Mice were bilaterally injected on postnatal day 30 with 1 µL of lentiviral suspension, and the expression was analyzed 30 days after using dorsal hippocampal samples from the injected mice. TBI diminishes spatial learning and memory [57,58]. The Morris water maze (MWM) assesses spatial memory hippocampal function. For this task, mice must learn the location of a hidden platform based on external cues. The swimming speed of the experimental groups was measured to detect possible motor problems. The groups evaluated do not show significant differences (main F: 0.20 LV, 0.16 mTBI) (Figure 1A). Sham-GFP mice showed a typical learning curve as expected for non-injured animals, and mTBI increased escape latency on day 3 and day 4 during the test. At the same time, Exo70 overexpression returned escape latency to normal (Figure 1B). Exo70 overexpression in Sham mice slightly but not significantly improved the escape latency on day 2 and day 4 of the test. As observed in Figure 1B, Sham-Exo70 mice showed a slight improvement in finding the hidden platform compared to Sham-GFP control animals. To evaluate if these differences could be significant, we fitted in a non-linear regression the escape latency from the learning phase and presented it in a cumulative manner. Cumulative latency showed that Exo70 overexpression reduced the escape time of both LV-Exo70 Sham/mTBI mice when compared to the control Sham-GFP mice group (Figure 1C), suggesting that Exo70 overexpression might enhance learning processes in the MWM test. Specifically, on day 4, the results show that Exo70 overexpression rescues the escape latency, as shown in Figure 1D (main F: 8.58 LV, 16.62 mTBI; interaction F: 0.79); representative swimming paths are also shown.

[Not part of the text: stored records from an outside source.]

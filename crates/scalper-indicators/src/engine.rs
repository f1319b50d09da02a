//! The indicator engine.

use scalper_core::{BarSeries, IndicatorSet};
use serde::{Deserialize, Serialize};

use crate::math;

/// Indicator lookback periods.
///
/// The defaults are the standard parameterizations named in the indicator
/// literature; they are configurable but rarely changed.
#[derive(Debug, Clone, Serialize, Deserialize)]
pub struct IndicatorPeriods {
    pub rsi: usize,
    pub macd_fast: usize,
    pub macd_slow: usize,
    pub macd_signal: usize,
    pub sma_short: usize,
    pub sma_long: usize,
    pub ema_fast: usize,
    pub ema_slow: usize,
    pub bollinger: usize,
    pub bollinger_sigma: f64,
    pub atr: usize,
    pub volume_window: usize,
    pub momentum_window: usize,
}

impl Default for IndicatorPeriods {
    fn default() -> Self {
        Self {
            rsi: 14,
            macd_fast: 12,
            macd_slow: 26,
            macd_signal: 9,
            sma_short: 20,
            sma_long: 50,
            ema_fast: 12,
            ema_slow: 26,
            bollinger: 20,
            bollinger_sigma: 2.0,
            atr: 14,
            volume_window: 20,
            momentum_window: 20,
        }
    }
}

/// Pure indicator computation over a bar series.
///
/// # Minimum history
///
/// | field | needs | neutral default |
/// |---|---|---|
/// | rsi | rsi period + 1 | 50.0 |
/// | macd / signal / histogram | slow + signal | 0.0 |
/// | sma20 / sma50 / ema12 / ema26 | their period | last close |
/// | bb_* | bollinger period | last close, width 0 |
/// | atr | atr period + 1 | 0.0 |
/// | vwap | 1 bar with volume | last close |
/// | volume_ratio | volume window | 1.0 |
/// | price_change_pct | momentum window + 1 | 0.0 |
///
/// An empty series yields `IndicatorSet::neutral(0.0)`.
#[derive(Debug, Clone, Default)]
pub struct IndicatorEngine {
    periods: IndicatorPeriods,
}

impl IndicatorEngine {
    pub fn new(periods: IndicatorPeriods) -> Self {
        Self { periods }
    }

    pub fn periods(&self) -> &IndicatorPeriods {
        &self.periods
    }

    /// Compute the full indicator set for a series. Deterministic; never
    /// produces NaN or infinity.
    pub fn compute(&self, series: &BarSeries) -> IndicatorSet {
        let current_price = series.last().map(|b| b.close).unwrap_or(0.0);
        let mut set = IndicatorSet::neutral(current_price);
        if series.is_empty() {
            return set;
        }

        let p = &self.periods;
        let closes = series.closes();
        let volumes = series.volumes();
        let bars = series.bars();

        if let Some(value) = math::rsi(&closes, p.rsi) {
            set.rsi = value;
        }
        if let Some(value) = math::macd(&closes, p.macd_fast, p.macd_slow, p.macd_signal) {
            set.macd = value.macd;
            set.macd_signal = value.signal;
            set.macd_histogram = value.histogram;
        }
        if let Some(value) = math::sma(&closes, p.sma_short) {
            set.sma20 = value;
        }
        if let Some(value) = math::sma(&closes, p.sma_long) {
            set.sma50 = value;
        }
        if let Some(value) = math::ema(&closes, p.ema_fast) {
            set.ema12 = value;
        }
        if let Some(value) = math::ema(&closes, p.ema_slow) {
            set.ema26 = value;
        }
        if let Some(bands) = math::bollinger(&closes, p.bollinger, p.bollinger_sigma) {
            set.bb_upper = bands.upper;
            set.bb_middle = bands.middle;
            set.bb_lower = bands.lower;
            set.bb_width = bands.width;
        }
        if let Some(value) = math::atr(bars, p.atr) {
            set.atr = value;
        }
        if let Some(value) = math::session_vwap(bars) {
            set.vwap = value;
        }
        if let Some(value) = math::volume_ratio(&volumes, p.volume_window) {
            set.volume_ratio = value;
        }
        if let Some(value) = math::price_change_pct(&closes, p.momentum_window) {
            set.price_change_pct = value;
        }

        set
    }
}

Next, we investigated the level of spatial acuity of these animals. Spatial acuity is a more sensitive parameter to measure spatial learning, representing the probability of finding the mice in a specific region around the hidden platform. Figure 1E shows the relationship between spatial acuity and the average escape latency of animals from the different experimental groups. The graph shows that mTBI-GFP mice are located in a region of the graph that corresponds to high escape latency values and low spatial acuity scores. In contrast, Sham-GFP and Sham-Exo70 mice show low escape latency values and high spatial acuity scores. Exo70 overexpression was able to rescue spatial acuity (Figure 1E). Twenty-four hours after the last trial of the learning phase, the platform was removed in a probe test that measured the time mice spent swimming in the former area near the initial platform location (a circular area with twice the platform radius). Sham-GFP and Sham-Exo70 mice spent more time in the platform area than TBI-GFP mice. At the same time, Exo70 overexpression rescued the memory deficit, demonstrating the inability of mTBI mice to remember the platform location and the improvement in TBI-Exo70 mice (main F: 1.67 LV, 12.38 mTBI; interaction F: 2.43) (Figure 1F).

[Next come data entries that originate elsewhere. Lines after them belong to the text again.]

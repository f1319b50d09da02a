//! Score computation and batch ranking.

use scalper_core::{
    IndicatorSet, Quote, ScalperResult, ScoreComponents, ScoreRecord, SignalDirection,
};
use tracing::debug;

use crate::weights::{MomentumCurve, ScoreWeights, SignalThresholds};

/// ATR as a fraction of price at which the volatility sub-score saturates.
const ATR_RATIO_SATURATION: f64 = 0.02;
/// Bollinger width at which the volatility sub-score saturates.
const BB_WIDTH_SATURATION: f64 = 0.04;
/// Displacement from SMA20 (fraction of SMA20) at which trend strength
/// saturates.
const TREND_DISPLACEMENT_SATURATION: f64 = 0.01;
/// Alignment factor applied when price side and EMA crossover disagree.
const TREND_MIXED_ALIGNMENT: f64 = 0.4;
/// Volume ratio at which the volume sub-score saturates.
const VOLUME_RATIO_CAP: f64 = 2.0;

/// Turns an indicator set and quote into a ranked, directional score.
///
/// Scoring is pure and deterministic: the same inputs always yield the
/// same record.
#[derive(Debug, Clone)]
pub struct ScoringEngine {
    weights: ScoreWeights,
    curve: MomentumCurve,
    thresholds: SignalThresholds,
}

impl ScoringEngine {
    /// Build an engine, rejecting invalid configuration up front.
    pub fn new(
        weights: ScoreWeights,
        curve: MomentumCurve,
        thresholds: SignalThresholds,
    ) -> ScalperResult<Self> {
        weights.validate()?;
        curve.validate()?;
        thresholds.validate()?;
        Ok(Self {
            weights,
            curve,
            thresholds,
        })
    }

    pub fn with_defaults() -> Self {
        Self {
            weights: ScoreWeights::default(),
            curve: MomentumCurve::default(),
            thresholds: SignalThresholds::default(),
        }
    }

    /// Score one symbol from its indicators and latest quote.
    pub fn score(&self, indicators: &IndicatorSet, quote: &Quote) -> ScoreRecord {
        let components = ScoreComponents {
            volatility: self.volatility_score(indicators),
            momentum: self.momentum_score(indicators),
            trend: self.trend_score(indicators),
            volume: self.volume_score(indicators),
        };

        let overall_score = (self.weights.volatility * components.volatility
            + self.weights.momentum * components.momentum
            + self.weights.trend * components.trend
            + self.weights.volume * components.volume)
            .clamp(0.0, 100.0);

        let direction = self.direction(indicators, overall_score);

        debug!(
            symbol = %quote.symbol,
            overall = overall_score,
            direction = %direction,
            "scored symbol"
        );

        ScoreRecord {
            symbol: quote.symbol.clone(),
            overall_score,
            direction,
            components,
            current_price: quote.price,
            timestamp: quote.timestamp,
        }
    }

    /// Sort records best-first: descending overall score, ties broken by
    /// ascending symbol so repeated runs over identical data rank stably.
    pub fn rank_batch(&self, mut records: Vec<ScoreRecord>) -> Vec<ScoreRecord> {
        records.sort_by(|a, b| {
            b.overall_score
                .partial_cmp(&a.overall_score)
                .unwrap_or(std::cmp::Ordering::Equal)
                .then_with(|| a.symbol.cmp(&b.symbol))
        });
        records
    }

    /// Volatility sub-score: half from ATR relative to price, half from
    /// Bollinger band width. A scalper wants range, so wider is better.
    fn volatility_score(&self, set: &IndicatorSet) -> f64 {
        if set.current_price <= 0.0 {
            return 0.0;
        }
        let atr_part = ((set.atr / set.current_price) / ATR_RATIO_SATURATION).clamp(0.0, 1.0);
        let width_part = (set.bb_width / BB_WIDTH_SATURATION).clamp(0.0, 1.0);
        (0.5 * atr_part + 0.5 * width_part) * 100.0
    }

    /// Momentum sub-score from the magnitude of the recent move. Direction
    /// is handled separately; a sharp drop is as tradeable as a sharp rise.
    fn momentum_score(&self, set: &IndicatorSet) -> f64 {
        self.curve.credit(set.price_change_pct) * 100.0
    }

    /// Trend sub-score: displacement from SMA20 scaled by whether the EMA
    /// crossover agrees with which side of the SMA price sits on.
    fn trend_score(&self, set: &IndicatorSet) -> f64 {
        if set.sma20 <= 0.0 {
            return 0.0;
        }
        let displacement = (set.current_price - set.sma20).abs() / set.sma20;
        let strength = (displacement / TREND_DISPLACEMENT_SATURATION).clamp(0.0, 1.0);

        let price_above = set.current_price > set.sma20;
        let emas_bullish = set.ema12 > set.ema26;
        let alignment = if price_above == emas_bullish {
            1.0
        } else {
            TREND_MIXED_ALIGNMENT
        };

        strength * alignment * 100.0
    }

    /// Volume sub-score: current volume relative to its recent average,
    /// saturating at twice the average.
    fn volume_score(&self, set: &IndicatorSet) -> f64 {
        set.volume_ratio.min(VOLUME_RATIO_CAP) / VOLUME_RATIO_CAP * 100.0
    }

    /// Direction from confirming votes. A buy needs a high overall score
    /// plus at least two bullish confirmations outnumbering the bearish
    /// ones; a sell is the mirror image.
    fn direction(&self, set: &IndicatorSet, overall: f64) -> SignalDirection {
        let mut bullish = 0u32;
        let mut bearish = 0u32;

        if set.rsi < self.thresholds.rsi_bullish_below {
            bullish += 1;
        } else if set.rsi > self.thresholds.rsi_bearish_above {
            bearish += 1;
        }

        if set.macd_histogram > 0.0 {
            bullish += 1;
        } else if set.macd_histogram < 0.0 {
            bearish += 1;
        }

        if set.current_price > set.vwap {
            bullish += 1;
        } else if set.current_price < set.vwap {
            bearish += 1;
        }

        if overall >= self.thresholds.buy_min && bullish >= 2 && bullish > bearish {
            SignalDirection::Buy
        } else if overall <= self.thresholds.sell_max && bearish >= 2 && bearish > bullish {
            SignalDirection::Sell
        } else {
            SignalDirection::Hold
        }
    }
}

Additionally, animals’ cognitive performance was evaluated using a modified spatial memory paradigm associated with episodic memory (memory flexibility), which is more sensitive in detecting hippocampal dysfunction [22]. Swimming speed was not altered between the four experimental groups (main F: 0.01 LV, 0.08 mTBI) (Figure 2A). The analysis of behavioral performance indicates that, almost every day, mTBI-GFP mice required more trials to achieve the learning criterion (see Section 2) than control Sham-GFP mice, while Exo70 overexpression prevented learning and memory impairments (Figure 2B). Figure 2C shows representative swimming paths.

3.2. Synaptic Transmission Evaluation

One of the TBI cellular hallmarks is the alteration of synaptic transmission upon injury induction, both in basal and stimulated transmission. Therefore, we evaluated the total synaptic strength using input/output curves by stimulating Schaffer collaterals with crescent stimuli. A significant decrease in total response to different stimulus intensities was found in mTBI-GFP compared to Sham-GFP mice (Figure 3A), which were partially rescued by Exo70 intrahippocampal overexpression. Complementarily, we evaluated presynaptic function using the paired-pulse facilitation assay, and no differences were found between any of the experimental groups (Figure 3B).

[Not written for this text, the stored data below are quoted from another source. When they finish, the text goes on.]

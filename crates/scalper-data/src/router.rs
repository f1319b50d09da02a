//! The provider fallback chain.

use std::sync::Arc;
use std::time::Duration;

use scalper_core::{BarSeries, Interval, MarketDataSource, Quote};
use tracing::{debug, warn};

use crate::cache::{CacheStats, TtlCache};
use crate::rate_limit::RateLimiter;
use crate::sources::synthetic::SyntheticSource;

/// Walks an ordered provider list until one answers, caching real
/// results and falling back to synthetic data when every provider fails.
///
/// `get_quote`/`get_bars` are total: they always produce a value. The
/// only way to tell a degraded answer from a real one is the
/// `source_id` tag, which is the point.
pub struct DataRouter {
    sources: Vec<Arc<dyn MarketDataSource>>,
    limiter: RateLimiter,
    synthetic: SyntheticSource,
    quote_cache: TtlCache<Quote>,
    bars_cache: TtlCache<BarSeries>,
}

impl DataRouter {
    pub fn new(
        sources: Vec<Arc<dyn MarketDataSource>>,
        limiter: RateLimiter,
        cache_ttl: Duration,
    ) -> Self {
        Self {
            sources,
            limiter,
            synthetic: SyntheticSource::new(),
            quote_cache: TtlCache::new(cache_ttl),
            bars_cache: TtlCache::new(cache_ttl),
        }
    }

    /// Latest quote for a symbol. Never fails; the worst case is a
    /// synthetic quote.
    pub async fn get_quote(&self, symbol: &str) -> Quote {
        // Cache keys are provider-independent: a hit short-circuits the
        // whole chain, not one tier of it.
        let key = format!("quote/{symbol}");
        if let Some(quote) = self.quote_cache.get(&key) {
            debug!(symbol, "quote cache hit");
            return quote;
        }

        for source in &self.sources {
            self.limiter.acquire(source.id()).await;
            match source.fetch_quote(symbol).await {
                Ok(quote) if quote.price > 0.0 => {
                    self.quote_cache.insert(key, quote.clone());
                    return quote;
                }
                Ok(_) => {
                    warn!(symbol, source = source.id(), "provider returned a zero-price quote");
                }
                Err(e) => {
                    warn!(symbol, source = source.id(), error = %e, "quote fetch failed");
                }
            }
        }

        warn!(symbol, "all providers failed, serving synthetic quote");
        self.synthetic.quote(symbol)
    }

    /// Bar history for a symbol. Never fails; the worst case is a
    /// synthetic series.
    pub async fn get_bars(&self, symbol: &str, interval: Interval, period_days: u32) -> BarSeries {
        let key = format!("bars/{symbol}/{interval}/{period_days}");
        if let Some(series) = self.bars_cache.get(&key) {
            debug!(symbol, "bars cache hit");
            return series;
        }

        for source in &self.sources {
            self.limiter.acquire(source.id()).await;
            match source.fetch_bars(symbol, interval, period_days).await {
                Ok(bars) if !bars.is_empty() => {
                    let series = BarSeries::from_bars(symbol, interval, source.id(), bars);
                    self.bars_cache.insert(key, series.clone());
                    return series;
                }
                Ok(_) => {
                    warn!(symbol, source = source.id(), "provider returned no bars");
                }
                Err(e) => {
                    warn!(symbol, source = source.id(), error = %e, "bars fetch failed");
                }
            }
        }

        warn!(symbol, "all providers failed, serving synthetic bars");
        let bars = self.synthetic.bars(symbol, interval, period_days);
        BarSeries::from_bars(symbol, interval, self.synthetic.id(), bars)
    }

    pub fn clear_cache(&self) {
        self.quote_cache.clear();
        self.bars_cache.clear();
    }

    /// (quote cache, bars cache) counters.
    pub fn cache_stats(&self) -> (CacheStats, CacheStats) {
        (self.quote_cache.stats(), self.bars_cache.stats())
    }
}

#[cfg(test)]
mod tests {
    use super::*;
    use async_trait::async_trait;
    use scalper_core::{Bar, DataError, SOURCE_SYNTHETIC};
    use std::sync::atomic::{AtomicUsize, Ordering};

    /// Counts calls; answers or fails per construction.
    struct FakeSource {
        id: &'static str,
        fail: bool,
        quote_calls: AtomicUsize,
        bars_calls: AtomicUsize,
    }

    impl FakeSource {
        fn working(id: &'static str) -> Self {
            Self {
                id,
                fail: false,
                quote_calls: AtomicUsize::new(0),
                bars_calls: AtomicUsize::new(0),
            }
        }

        fn failing(id: &'static str) -> Self {
            Self {
                fail: true,
                ..Self::working(id)
            }
        }
    }

    #[async_trait]
    impl MarketDataSource for FakeSource {
        async fn fetch_quote(&self, symbol: &str) -> Result<Quote, DataError> {
            self.quote_calls.fetch_add(1, Ordering::SeqCst);
            if self.fail {
                return Err(DataError::Network {
                    source_id: self.id.to_string(),
                    message: "connection refused".to_string(),
                });
            }
            Ok(Quote::new(symbol, 100.0, 99.0, 1_000_000.0, 0, self.id))
        }

        async fn fetch_bars(
            &self,
            _symbol: &str,
            _interval: Interval,
            _period_days: u32,
        ) -> Result<Vec<Bar>, DataError> {
            self.bars_calls.fetch_add(1, Ordering::SeqCst);
            if self.fail {
                return Err(DataError::Network {
                    source_id: self.id.to_string(),
                    message: "connection refused".to_string(),
                });
            }
            Ok(vec![Bar::new(0, 100.0, 101.0, 99.0, 100.5, 1000.0)])
        }

        fn id(&self) -> &str {
            self.id
        }
    }

    fn limiter() -> RateLimiter {
        RateLimiter::new(Duration::from_millis(1)).unwrap()
    }

    #[tokio::test(start_paused = true)]
    async fn test_cache_hit_skips_all_adapters() {
        let source = Arc::new(FakeSource::working("primary"));
        let router = DataRouter::new(
            vec![source.clone()],
            limiter(),
            Duration::from_secs(30),
        );

        let first = router.get_quote("AAPL").await;
        let second = router.get_quote("AAPL").await;

        assert_eq!(first, second);
        assert_eq!(source.quote_calls.load(Ordering::SeqCst), 1);
    }

    #[tokio::test(start_paused = true)]
    async fn test_fallback_walks_chain_in_order() {
        let bad = Arc::new(FakeSource::failing("primary"));
        let good = Arc::new(FakeSource::working("secondary"));
        let router = DataRouter::new(
            vec![bad.clone(), good.clone()],
            limiter(),
            Duration::from_secs(30),
        );

        let quote = router.get_quote("AAPL").await;
        assert_eq!(quote.source_id, "secondary");
        assert_eq!(bad.quote_calls.load(Ordering::SeqCst), 1);
        assert_eq!(good.quote_calls.load(Ordering::SeqCst), 1);
    }

    #[tokio::test(start_paused = true)]
    async fn test_all_failures_yield_synthetic() {
        let bad1 = Arc::new(FakeSource::failing("primary"));
        let bad2 = Arc::new(FakeSource::failing("secondary"));
        let router = DataRouter::new(
            vec![bad1, bad2],
            limiter(),
            Duration::from_secs(30),
        );

        let quote = router.get_quote("AAPL").await;
        assert_eq!(quote.source_id, SOURCE_SYNTHETIC);
        assert!(quote.price > 0.0);

        let series = router.get_bars("AAPL", Interval::FiveMinutes, 2).await;
        assert_eq!(series.source_id, SOURCE_SYNTHETIC);
        assert!(!series.is_empty());
    }

    #[tokio::test(start_paused = true)]
    async fn test_synthetic_results_are_not_cached() {
        let bad = Arc::new(FakeSource::failing("primary"));
        let router = DataRouter::new(vec![bad.clone()], limiter(), Duration::from_secs(30));

        router.get_quote("AAPL").await;
        router.get_quote("AAPL").await;

        // No cache entry was written, so the chain was walked both times.
        assert_eq!(bad.quote_calls.load(Ordering::SeqCst), 2);
        let (quote_stats, _) = router.cache_stats();
        assert_eq!(quote_stats.entries, 0);
    }

    #[tokio::test(start_paused = true)]
    async fn test_bars_cache_round_trip() {
        let source = Arc::new(FakeSource::working("primary"));
        let router = DataRouter::new(
            vec![source.clone()],
            limiter(),
            Duration::from_secs(30),
        );

        let first = router.get_bars("AAPL", Interval::OneMinute, 1).await;
        let second = router.get_bars("AAPL", Interval::OneMinute, 1).await;
        assert_eq!(first, second);
        assert_eq!(source.bars_calls.load(Ordering::SeqCst), 1);

        // A different request shape is a different key.
        router.get_bars("AAPL", Interval::FiveMinutes, 1).await;
        assert_eq!(source.bars_calls.load(Ordering::SeqCst), 2);
    }

    #[tokio::test(start_paused = true)]
    async fn test_expired_entry_refetches() {
        let source = Arc::new(FakeSource::working("primary"));
        let router = DataRouter::new(
            vec![source.clone()],
            limiter(),
            Duration::from_secs(30),
        );

        router.get_quote("AAPL").await;
        tokio::time::advance(Duration::from_secs(31)).await;
        router.get_quote("AAPL").await;

        assert_eq!(source.quote_calls.load(Ordering::SeqCst), 2);
    }
}
//! Canonical data types.

mod account;
mod indicators;
mod interval;
mod ohlcv;
mod quote;
mod score;

pub use account::AccountState;
pub use indicators::IndicatorSet;
pub use interval::Interval;
pub use ohlcv::{Bar, BarSeries};
pub use quote::{Quote, SOURCE_SYNTHETIC};
pub use score::{ScoreComponents, ScoreRecord, SignalDirection};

The NMDAR-dependent response in basal synaptic transmission was also assessed by incubating slices in Mg2+-free ACSF with 20 µM NBQX, an AMPA receptor antagonist, and recording input/output curves. Similar to total response recording, mTBI decreased NMDAR-dependent synaptic responses, while overexpression of Exo70 rescued synaptic strength in response to all stimuli applied (Figure 3C). Next, synaptic plasticity was evaluated by examining the magnitude of LTP in hippocampal CA3-CA1 transmission, which also correlates with learning and memory [59]. Using a high-frequency stimulation protocol (3 trains at 100 Hz), LTP induction was compromised in TBI-GFP compared to Sham-GFP control mice (Figure 3D). TBI-GFP mice exhibited potentiation but were unable to maintain LTP, whereas Sham-Exo70 mice could induce LTP at a similar rate to control animals. Finally, TBI-Exo70 mice were able to induce and maintain LTP throughout the protocol (main F: 466.97, LV, 35.69 mTBI; interaction F: 178.67) (Figure 3D). These results reinforce the rescued memory of the mTBI animals injected with LV-Exo70.

3.3. NMDAR Synaptic Availability

One of the key features of NMDARs is that they are found in both synaptic and extrasynaptic membranes. Several reports demonstrate that tyrosine phosphorylation of the NMDAR GluN2B subunit is strongly associated with the surface expression of this receptor. For instance, the phosphorylation of tyrosine 1472 determines the surface expression of NMDARs in the synaptic zone [60], and phosphorylated tyrosine 1336 is associated with the enrichment of the receptor in extrasynaptic membranes [61]. Thus, we asked whether the previously observed increased interaction between Exo70 and GluN2B [52] could be part of a compensatory mechanism by which GluN2B is intended to be stabilized in the synapse, as learning and memory, as well as NMDAR-associated synaptic transmission, were rescued by Exo70 overexpression. First, samples from the dorsal hippocampus were analyzed by immunoblot to evaluate the proper expression of the lentiviral construct. Soluble GFP was present in mice from all experimental groups, but only GFP-Exo70 was found in both Sham and mTBI mice injected with LV-Exo70 (Figure 4A); again, both expected GFP bands (see Section 2) were observed in all hippocampal samples. Accordingly, only HA-Exo70 was observed in LV-Exo70 samples, indicating Exo70 overexpression (main F: 94.84 LV, 2.60 mTBI; interaction F: 2.10) (Figure 4B).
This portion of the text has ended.